[Stored data]
+++++

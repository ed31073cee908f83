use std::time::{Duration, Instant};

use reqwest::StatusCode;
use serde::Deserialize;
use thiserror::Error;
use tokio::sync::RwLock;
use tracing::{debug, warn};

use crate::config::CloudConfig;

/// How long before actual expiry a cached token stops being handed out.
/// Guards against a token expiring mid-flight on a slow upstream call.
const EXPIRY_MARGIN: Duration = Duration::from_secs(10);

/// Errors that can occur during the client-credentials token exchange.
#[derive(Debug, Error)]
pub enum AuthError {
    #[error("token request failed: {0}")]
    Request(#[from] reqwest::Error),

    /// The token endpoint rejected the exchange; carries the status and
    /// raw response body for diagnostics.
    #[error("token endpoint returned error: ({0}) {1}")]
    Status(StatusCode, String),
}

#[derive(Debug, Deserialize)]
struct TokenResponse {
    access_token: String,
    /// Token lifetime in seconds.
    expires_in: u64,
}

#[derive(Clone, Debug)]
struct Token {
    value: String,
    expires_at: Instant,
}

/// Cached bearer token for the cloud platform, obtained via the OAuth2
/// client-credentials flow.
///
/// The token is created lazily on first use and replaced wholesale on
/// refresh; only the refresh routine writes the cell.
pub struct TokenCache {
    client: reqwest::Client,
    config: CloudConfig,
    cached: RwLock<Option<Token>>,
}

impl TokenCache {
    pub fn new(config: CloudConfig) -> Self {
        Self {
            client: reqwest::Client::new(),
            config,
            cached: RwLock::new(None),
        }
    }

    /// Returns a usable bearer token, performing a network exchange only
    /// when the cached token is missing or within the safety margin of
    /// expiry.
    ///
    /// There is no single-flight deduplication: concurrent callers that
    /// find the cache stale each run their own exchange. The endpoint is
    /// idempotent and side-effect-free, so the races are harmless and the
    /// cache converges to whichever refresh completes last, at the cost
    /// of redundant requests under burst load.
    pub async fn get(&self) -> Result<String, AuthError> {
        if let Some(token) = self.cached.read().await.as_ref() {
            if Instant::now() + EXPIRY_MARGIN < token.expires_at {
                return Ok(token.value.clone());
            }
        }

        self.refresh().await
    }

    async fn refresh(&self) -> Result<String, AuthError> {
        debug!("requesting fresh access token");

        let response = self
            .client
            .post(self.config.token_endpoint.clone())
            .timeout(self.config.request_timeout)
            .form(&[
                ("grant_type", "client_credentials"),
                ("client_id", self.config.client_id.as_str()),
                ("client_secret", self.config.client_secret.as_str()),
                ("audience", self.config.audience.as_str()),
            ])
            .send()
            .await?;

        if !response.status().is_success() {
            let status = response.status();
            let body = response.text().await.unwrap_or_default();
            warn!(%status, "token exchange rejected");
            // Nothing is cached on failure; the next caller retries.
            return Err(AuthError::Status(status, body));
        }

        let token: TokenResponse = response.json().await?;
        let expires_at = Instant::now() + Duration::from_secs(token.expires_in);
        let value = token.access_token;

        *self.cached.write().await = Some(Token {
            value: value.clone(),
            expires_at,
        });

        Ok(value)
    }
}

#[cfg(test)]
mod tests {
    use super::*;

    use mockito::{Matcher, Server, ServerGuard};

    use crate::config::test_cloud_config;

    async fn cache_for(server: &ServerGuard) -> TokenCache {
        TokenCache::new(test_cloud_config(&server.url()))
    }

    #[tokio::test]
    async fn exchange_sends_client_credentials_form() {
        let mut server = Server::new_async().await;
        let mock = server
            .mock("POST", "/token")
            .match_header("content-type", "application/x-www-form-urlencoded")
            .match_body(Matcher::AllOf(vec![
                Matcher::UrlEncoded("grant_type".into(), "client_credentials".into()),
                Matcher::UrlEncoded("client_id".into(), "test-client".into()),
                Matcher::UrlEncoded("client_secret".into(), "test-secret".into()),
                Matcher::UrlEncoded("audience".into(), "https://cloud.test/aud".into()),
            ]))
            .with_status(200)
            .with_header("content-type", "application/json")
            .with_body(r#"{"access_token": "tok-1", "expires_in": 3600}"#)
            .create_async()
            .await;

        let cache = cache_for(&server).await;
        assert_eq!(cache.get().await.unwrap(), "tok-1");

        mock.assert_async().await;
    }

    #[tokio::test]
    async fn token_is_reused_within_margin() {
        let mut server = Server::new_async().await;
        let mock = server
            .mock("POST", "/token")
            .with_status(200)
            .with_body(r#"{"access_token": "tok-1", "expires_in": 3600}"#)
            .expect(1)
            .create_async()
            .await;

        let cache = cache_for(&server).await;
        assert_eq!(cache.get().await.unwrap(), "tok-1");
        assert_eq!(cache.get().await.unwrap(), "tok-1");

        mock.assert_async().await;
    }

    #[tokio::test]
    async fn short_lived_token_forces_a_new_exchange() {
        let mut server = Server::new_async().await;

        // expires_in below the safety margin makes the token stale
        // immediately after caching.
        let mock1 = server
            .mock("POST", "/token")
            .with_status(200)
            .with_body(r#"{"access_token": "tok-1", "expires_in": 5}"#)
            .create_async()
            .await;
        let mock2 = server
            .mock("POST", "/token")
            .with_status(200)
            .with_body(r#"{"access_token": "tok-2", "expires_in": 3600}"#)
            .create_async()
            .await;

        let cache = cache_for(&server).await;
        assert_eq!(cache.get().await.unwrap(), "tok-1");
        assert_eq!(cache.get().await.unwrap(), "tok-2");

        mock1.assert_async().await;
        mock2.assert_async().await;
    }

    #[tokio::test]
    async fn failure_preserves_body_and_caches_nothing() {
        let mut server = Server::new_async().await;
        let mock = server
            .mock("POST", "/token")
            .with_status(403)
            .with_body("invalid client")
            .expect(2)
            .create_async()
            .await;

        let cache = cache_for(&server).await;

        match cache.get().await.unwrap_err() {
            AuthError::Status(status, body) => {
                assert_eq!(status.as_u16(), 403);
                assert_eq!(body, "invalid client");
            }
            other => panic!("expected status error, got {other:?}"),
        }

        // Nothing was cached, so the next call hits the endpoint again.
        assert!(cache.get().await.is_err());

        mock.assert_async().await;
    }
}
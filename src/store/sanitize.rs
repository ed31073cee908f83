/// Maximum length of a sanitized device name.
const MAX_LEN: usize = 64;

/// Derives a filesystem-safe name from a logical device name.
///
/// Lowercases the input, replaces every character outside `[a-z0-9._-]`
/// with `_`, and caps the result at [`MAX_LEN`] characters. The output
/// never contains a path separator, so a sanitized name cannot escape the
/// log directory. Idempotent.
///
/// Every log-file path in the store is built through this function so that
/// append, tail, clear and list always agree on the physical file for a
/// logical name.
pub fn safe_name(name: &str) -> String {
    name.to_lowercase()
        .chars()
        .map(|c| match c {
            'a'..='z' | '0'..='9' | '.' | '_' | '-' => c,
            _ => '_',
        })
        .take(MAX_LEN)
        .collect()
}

+++++

Your instructions |
Your task is to reproduce exactly the lines that begin with the one containing "logical device name." and continue to the end of the data, both ends included.

Written response |
/// Derives a filesystem-safe name from a logical device name.
///
/// Lowercases the input, replaces every character outside `[a-z0-9._-]`
/// with `_`, and caps the result at [`MAX_LEN`] characters. The output
/// never contains a path separator, so a sanitized name cannot escape the
/// log directory. Idempotent.
///
/// Every log-file path in the store is built through this function so that
/// append, tail, clear and list always agree on the physical file for a
/// logical name.
pub fn safe_name(name: &str) -> String {
    name.to_lowercase()
        .chars()
        .map(|c| match c {
            'a'..='z' | '0'..='9' | '.' | '_' | '-' => c,
            _ => '_',
        })
        .take(MAX_LEN)
        .collect()
}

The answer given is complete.